Our approach to these issues is simply not bold enough. For the past three years I have been a member, then chair, of the City of Los Angeles’ oversight committee for Proposition HHH, the $1.2-billion bond measure passed in 2016 to finance the construction of 10,000 units of supportive housing. Most of these funds have already been allocated.  To date, Proposition HHH money has been earmarked for 111 different projects that are expected to generate 7,000 new homes. However, only one of those projects has opened, and the impacts of COVID-19 have delayed many which are now under construction.  Even more daunting is the fact that beyond the Proposition HHH developments, we need at least another 20,000 additional supportive housing units to serve our most vulnerable Angelenos.


At the same time, L.A. County faces an avalanche of need for subsidized affordable housing to prevent more of its residents from falling into homelessness, especially in the wake of record job losses and economic stress. Here in L.A. we do not have a problem building housing. We have a problem building affordable housing. Between 2013 and 2017 we have produced 88,000 units of housing, more than almost any other city in California relative to our population growth. The issue is only about 9 percent of the new units have been affordable.

The County’s most recent housing needs assessment says that we will need to build roughly 800,000 residential units by the end of 2029, and nearly 350,000 of those need to be affordable to households who make 80% or less than the County’s median income - $54,000. (Affordable rent—30% of income—would be about $1350 per month for a family making $54,000.). It could take $130 billion in public subsidies to generate that much housing, according to a 2019 report by McKinsey Global Institute titled Affordable housing in Los Angeles: Delivering more—and doing it faster.


Based on the lessons I have learned by shepherding Proposition HHH funds, I believe there are several lessons our lawmakers must learn to move forward during this crisis.

First, the litmus test for every housing bill should be: will this bill produce affordable housing at scale? There are good proposals being tabled right now in Sacramento that streamline approvals, open up commercial corridors for affordable housing development, and increase density bonuses. Of course, we should do all these things.  But let’s not delude ourselves into thinking that this would be enough.  To meet the 350,000 unit goal in L.A. County we would have to increase annual production of affordable housing sevenfold. If we care at all about our working-class and middle-class neighbors we need to use every tool available.

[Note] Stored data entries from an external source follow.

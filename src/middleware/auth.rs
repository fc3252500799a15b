// src/middleware/auth.rs
use std::future::{ready, Ready};
use std::rc::Rc;

use actix_web::{
    dev::{forward_ready, Service, ServiceRequest, ServiceResponse, Transform},
    error::{ErrorForbidden, ErrorUnauthorized},
    http::header,
    web, Error, HttpMessage,
};
use futures_util::future::LocalBoxFuture;
use jsonwebtoken::{decode, Algorithm, DecodingKey, Validation};
use secrecy::ExposeSecret;
use serde::{Deserialize, Serialize};

use crate::config::jwt::JwtSettings;
use crate::models::user::UserRole;

#[derive(Debug, Serialize, Deserialize, Clone)]
pub struct Claims {
    pub sub: String, // Subject (user id)
    pub username: String,
    pub role: UserRole,
    pub exp: usize, // Expiration time (as UTC timestamp)
}

/// Extract and validate the bearer token of a request.
pub fn validate_jwt_from_request(req: &ServiceRequest) -> Result<Claims, Error> {
    let jwt_settings = req
        .app_data::<web::Data<JwtSettings>>()
        .ok_or_else(|| ErrorUnauthorized("JWT settings not found"))?;

    let auth_header = req
        .headers()
        .get(header::AUTHORIZATION)
        .ok_or_else(|| ErrorUnauthorized("No authorization header"))?
        .to_str()
        .map_err(|_| ErrorUnauthorized("Invalid authorization header"))?;

    let token = auth_header
        .strip_prefix("Bearer ")
        .ok_or_else(|| ErrorUnauthorized("Invalid authorization header format"))?;

    let token_data = decode::<Claims>(
        token,
        &DecodingKey::from_secret(jwt_settings.secret.expose_secret().as_bytes()),
        &Validation::new(Algorithm::HS256),
    )
    .map_err(|e| {
        tracing::error!("Failed to decode token: {:?}", e);
        ErrorUnauthorized("Invalid token")
    })?;

    Ok(token_data.claims)
}

#[derive(Debug, Clone, Copy, PartialEq, Eq)]
pub enum AccessLevel {
    /// Any valid token
    Authenticated,
    /// Admins and organizers
    Manage,
}

/// Rejects requests without a valid token, or whose role is below the
/// required access level. Claims are stored in the request extensions.
pub struct AuthMiddleware {
    access: AccessLevel,
}

impl AuthMiddleware {
    pub fn authenticated() -> Self {
        Self { access: AccessLevel::Authenticated }
    }

    pub fn manage() -> Self {
        Self { access: AccessLevel::Manage }
    }
}

impl<S, B> Transform<S, ServiceRequest> for AuthMiddleware
where
    S: Service<ServiceRequest, Response = ServiceResponse<B>, Error = Error> + 'static,
    S::Future: 'static,
    B: 'static,
{
    type Response = ServiceResponse<B>;
    type Error = Error;
    type Transform = AuthMiddlewareService<S>;
    type InitError = ();
    type Future = Ready<Result<Self::Transform, Self::InitError>>;

    fn new_transform(&self, service: S) -> Self::Future {
        ready(Ok(AuthMiddlewareService {
            service: Rc::new(service),
            access: self.access,
        }))
    }
}

pub struct AuthMiddlewareService<S> {
    service: Rc<S>,
    access: AccessLevel,
}

impl<S, B> Service<ServiceRequest> for AuthMiddlewareService<S>
where
    S: Service<ServiceRequest, Response = ServiceResponse<B>, Error = Error> + 'static,
    S::Future: 'static,
    B: 'static,
{
    type Response = ServiceResponse<B>;
    type Error = Error;
    type Future = LocalBoxFuture<'static, Result<Self::Response, Self::Error>>;

    forward_ready!(service);

    fn call(&self, req: ServiceRequest) -> Self::Future {
        let service = self.service.clone();

        let claims = match validate_jwt_from_request(&req) {
            Ok(claims) => claims,
            Err(e) => return Box::pin(async move { Err(e) }),
        };

        if self.access == AccessLevel::Manage && !claims.role.can_manage() {
            tracing::warn!(
                "User {} with role {} attempted a write on {}",
                claims.username,
                claims.role,
                req.path()
            );
            return Box::pin(async move { Err(ErrorForbidden("Insufficient privileges")) });
        }

        req.extensions_mut().insert(claims);

        Box::pin(async move {
            let res = service.call(req).await?;
            Ok(res)
        })
    }
}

Second, our lawmakers need to understand though that existing models are incapable of delivering what we need.  Instead of forcing developers to cobble together disparate subsidies, why not create a real market incentive for once?  The state could do this by establishing a direct rental subsidy program or by purchasing developments directly at set price points.  A state rental subsidy program that established a baseline rent of $1,500 per month for a studio apartment used for permanent supportive housing would subsidize over 100,000 units at a cost of $2 billion per year.  If you can lower the price points of new housing to under $350,000 per unit – as the winners of the Proposition HHH Housing Innovation Challenge have done - we would no longer need tax credits to make these projects viable.


The Governor’s budget proposal to use $600 million for buying motels and hotels for supportive housing is a great step forward. Lawmakers should consider expanding this proposal to include the purchase of newly constructed housing developments.  By establishing an aggressive price qualification—say $350,000 per unit—the state could shake up the market and add fuel to the excitement and innovation that programs like Proposition HHH have brought forth.  At the same time, it could provide the kick start that the modular construction industry has always needed.  If lawmakers mandate that the units must be produced in California, not only will we get badly-needed housing, but we will also lay the groundwork for a new industry with thousands of well-compensated jobs.

In this moment when we are resetting our social and budget priorities, we have a chance to think differently about making affordable housing accessible again.  What we do about this today will determine who we are as a region tomorrow.

Nick Halaris is the founder and president of Metros Capital and chair of the Proposition HHH Citizens Oversight Committee.  He is a member of the LA Coalition, whose members contributed to this piece.